━━━ DATASET ENTRIES ━━━
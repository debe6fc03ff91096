// Copyright 2021-2022 Andrew Conway.
// This file is part of ConcreteSTV.
// ConcreteSTV is free software: you can redistribute it and/or modify it under the terms of the GNU Affero General Public License as published by the Free Software Foundation, either version 3 of the License, or (at your option) any later version.
// ConcreteSTV is distributed in the hope that it will be useful, but WITHOUT ANY WARRANTY; without even the implied warranty of MERCHANTABILITY or FITNESS FOR A PARTICULAR PURPOSE.  See the GNU Affero General Public License for more details.
// You should have received a copy of the GNU Affero General Public License along with ConcreteSTV.  If not, see <https://www.gnu.org/licenses/>.

//! A Single Transferable Vote counting core: a bipartite ballot graph of voters and
//! candidates, the allocation/reduction operators that redistribute weight between them, and
//! the round engine that drives the whole count to a fixed number of winners.
//!
//! This crate has no file I/O and no CLI; see the `stv-cli` crate for CSV ingestion, the
//! command line, and a JSON front-end function.

pub mod allocation;
pub mod ballot_graph;
pub mod edge;
pub mod engine;
pub mod error;
pub mod index;
pub mod progress;
pub mod reduction;

/// Weight below this is treated as zero. Floating-point drift would otherwise cause the
/// allocation operator to keep re-sending negligible remainders back and forth forever.
pub const ALLOCATION_TOLERANCE: f64 = 5e-3;
// Copyright 2021-2022 Andrew Conway.
// This file is part of ConcreteSTV.
// ConcreteSTV is free software: you can redistribute it and/or modify it under the terms of the GNU Affero General Public License as published by the Free Software Foundation, either version 3 of the License, or (at your option) any later version.
// ConcreteSTV is distributed in the hope that it will be useful, but WITHOUT ANY WARRANTY; without even the implied warranty of MERCHANTABILITY or FITNESS FOR A PARTICULAR PURPOSE.  See the GNU Affero General Public License for more details.
// You should have received a copy of the GNU Affero General Public License along with ConcreteSTV.  If not, see <https://www.gnu.org/licenses/>.

//! The JSON front-end function's request/response contract, round-tripped through
//! `serde_json` the way a real cloud-function invocation would see it.

use serde_json::json;
use stv_cli::json_api::{run_from_json, ElectionRequest};

#[test]
fn request_parses_from_raw_json_and_response_serializes() -> Result<(), Box<dyn std::error::Error>> {
    let raw = json!({
        "usegroups": false,
        "reactivation": false,
        "groups": [{"name": "g", "seats": 1}],
        "candidates": [
            {"code": "a", "name": "Alice", "group": "g"},
            {"code": "b", "name": "Bob", "group": "g"}
        ],
        "votes": [
            {"voterid": "v1", "ballot": ["a", "b"]},
            {"voterid": "v2", "ballot": ["a"]},
            {"voterid": "v3", "ballot": ["b"]}
        ]
    });

    let request: ElectionRequest = serde_json::from_value(raw)?;
    let response = run_from_json(request)?;

    let serialized = serde_json::to_value(&response)?;
    assert!(serialized["quota"].is_number());
    assert!(serialized["loops"].as_array().unwrap().len() > 0);
    Ok(())
}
━━━
WORK REQUIRED:
In the reply, include exactly the lines from the beginning of the entries above through the line holding "between them, and", and nothing besides.

FINISHED EXERCISE:
repository debe6fc03ff91096
// Copyright 2021-2022 Andrew Conway.
// This file is part of ConcreteSTV.
// ConcreteSTV is free software: you can redistribute it and/or modify it under the terms of the GNU Affero General Public License as published by the Free Software Foundation, either version 3 of the License, or (at your option) any later version.
// ConcreteSTV is distributed in the hope that it will be useful, but WITHOUT ANY WARRANTY; without even the implied warranty of MERCHANTABILITY or FITNESS FOR A PARTICULAR PURPOSE.  See the GNU Affero General Public License for more details.
// You should have received a copy of the GNU Affero General Public License along with ConcreteSTV.  If not, see <https://www.gnu.org/licenses/>.

//! A Single Transferable Vote counting core: a bipartite ballot graph of voters and
//! candidates, the allocation/reduction operators that redistribute weight between them, and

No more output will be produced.